One issue with both mailing deposits and remote deposit is that they are only for depositing checks. They're not applicable for depositing cash. When I asked an Ally Bank CSR about how to deposit cash, I was told that I would need to purchase a money order, and then send that in for deposit the same way I would for a check. The downside of this is that there is usually a fee for the money order. PerkStreet Financial describes in its FAQ how MoneyGram ExpressPayment (available in Wal-Mart stores) can be used to deposit cash,
but I was told by a PerkStreet CSR that they don't cover MoneyGram charges. I've just been told that MoneyGram ExpressPayment is free for PerkStreet customers to make cash deposits into their accounts.

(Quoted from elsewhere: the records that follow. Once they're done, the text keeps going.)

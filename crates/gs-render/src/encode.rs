//! Colorized images as 8-bit GeoTIFFs carrying the source georeferencing.

use gs_raster::{write_rgb8_geotiff, write_rgba8_geotiff};

use crate::{ColorizedRaster, RenderResult};

/// Three-band RGB GeoTIFF.
pub fn encode_rgb_geotiff(img: &ColorizedRaster) -> RenderResult<Vec<u8>> {
    Ok(write_rgb8_geotiff(&img.rgb, img.cols, img.rows, &img.transform, img.spatial_ref)?)
}

/// Four-band RGBA GeoTIFF; undefined cells have alpha 0.
pub fn encode_rgba_geotiff(img: &ColorizedRaster) -> RenderResult<Vec<u8>> {
    Ok(write_rgba8_geotiff(&img.rgba, img.cols, img.rows, &img.transform, img.spatial_ref)?)
}
//! `gs-render` — from a value raster to something a map can show.
//!
//! # Crate layout
//!
//! | Module        | Contents                                                   |
//! |---------------|------------------------------------------------------------|
//! | [`scale`]     | `ColorScale` (anchor tables + linear interpolation)        |
//! | [`colorize`]  | `ColorizeOptions`, `ColorizedRaster`, `colorize`           |
//! | [`legend`]    | `ColorLegend`, `LegendEntry`, `LegendCache`                |
//! | [`encode`]    | `encode_rgb_geotiff`, `encode_rgba_geotiff`                |
//! | [`error`]     | `RenderError`, `RenderResult<T>`                           |
//!
//! # Pixel rule
//!
//! ```text
//! cell is NaN or no-data      → RGBA (0,0,0,0), RGB (0,0,0)
//! otherwise                   → t = (clip(v, vmin, vmax) - vmin) / (vmax - vmin)
//!                               RGB = scale(t), A = 255
//! ```
//!
//! # Feature flags
//!
//! | Flag    | Effect                                        |
//! |---------|-----------------------------------------------|
//! | `serde` | `Serialize` on `ColorLegend` / `LegendEntry`. |

pub mod colorize;
pub mod encode;
pub mod error;
pub mod legend;
pub mod scale;

#[cfg(test)]
mod tests;

pub use colorize::{colorize, ColorizeOptions, ColorizedRaster, DEFAULT_LEGEND_ENTRIES};
pub use encode::{encode_rgb_geotiff, encode_rgba_geotiff};
pub use error::{RenderError, RenderResult};
pub use legend::{build_legend, legend_for_scale_name, ColorLegend, LegendCache, LegendEntry};
pub use scale::ColorScale;

use gs_core::ValueRange;

/// Reject reversed, empty, or non-finite ranges before any pixel work.
pub(crate) fn check_range(vmin: f64, vmax: f64) -> RenderResult<ValueRange> {
    if vmin.is_finite() && vmax.is_finite() && vmin < vmax {
        Ok(ValueRange { min: vmin, max: vmax })
    } else {
        Err(RenderError::InvalidRange { vmin, vmax })
    }
}
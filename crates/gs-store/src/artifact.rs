//! Artifact metadata.

use std::fmt;
use std::path::PathBuf;
use std::time::{Duration, SystemTime, UNIX_EPOCH};

/// Artifacts older than this are eligible for eviction.
pub const DEFAULT_RETENTION: Duration = Duration::from_secs(6 * 60 * 60);

#[derive(Copy, Clone, Debug, PartialEq, Eq, Hash)]
pub enum ArtifactKind {
    /// Single-band `f32` value raster.
    Raster,
    RgbImage,
    RgbaImage,
}

impl ArtifactKind {
    pub fn as_str(self) -> &'static str {
        match self {
            ArtifactKind::Raster    => "raster",
            ArtifactKind::RgbImage  => "rgb",
            ArtifactKind::RgbaImage => "rgba",
        }
    }
}

impl fmt::Display for ArtifactKind {
    fn fmt(&self, f: &mut fmt::Formatter<'_>) -> fmt::Result {
        f.write_str(self.as_str())
    }
}

/// Handle returned by [`ArtifactStore::put`](crate::ArtifactStore::put).
#[derive(Clone, Debug, PartialEq, Eq)]
pub struct ArtifactHandle {
    /// Unique within a store: `{prefix}_{kind}_{unix_nanos}_{uuid}.tif`.
    pub name:    String,
    pub kind:    ArtifactKind,
    /// Set by filesystem-backed stores.
    pub path:    Option<PathBuf>,
    pub created: SystemTime,
}

/// Unique artifact name; the UUID keeps concurrent writers in the same
/// nanosecond apart.
pub(crate) fn artifact_name(prefix: &str, kind: ArtifactKind, created: SystemTime) -> String {
    let nanos = created.duration_since(UNIX_EPOCH).map(|d| d.as_nanos()).unwrap_or(0);
    format!("{prefix}_{kind}_{nanos}_{}.tif", uuid::Uuid::new_v4().simple())
}

/// A deletion that did not happen.
#[derive(Clone, Debug, PartialEq, Eq)]
pub struct EvictionWarning {
    pub name:  String,
    pub error: String,
}

/// Outcome of one sweep.
#[derive(Clone, Debug, Default, PartialEq, Eq)]
pub struct EvictionReport {
    /// Names of the deleted artifacts.
    pub removed:  Vec<String>,
    pub warnings: Vec<EvictionWarning>,
}

impl EvictionReport {
    pub fn is_clean(&self) -> bool {
        self.warnings.is_empty()
    }
}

One other way that you may be able to deposit cash is with ATMs. Some ATMs have a deposit capability, and some newer versions are able to deposit cash and checks without envelopes. When I asked an Ally CSR about this, I was told that wouldn't be possible even if the ATM supported it. To make deposits at an ATM, it appears that the deposit-capable ATM must either be owned by your bank or it must be in a network in which your bank is part of. The CO-OP Network has 1000's of deposit-taking ATMs in 7-Eleven stores. Many credit unions are part of this network.
Even if you can use a deposit-taking ATM, you may not want to. If the ATM gets jammed when you feed it your check or bill, it can be a hassle to resolve the issue.
What Method Do You Prefer?
I've always had free checking accounts at local credit unions or banks. Consequently, ACH transfers have always been my preferred method of making deposits to my internet bank accounts. I'm not a fan of mailing checks or using ATMs for making deposits.
What methods have you used to make deposits into your internet accounts? And how do you make cash deposits?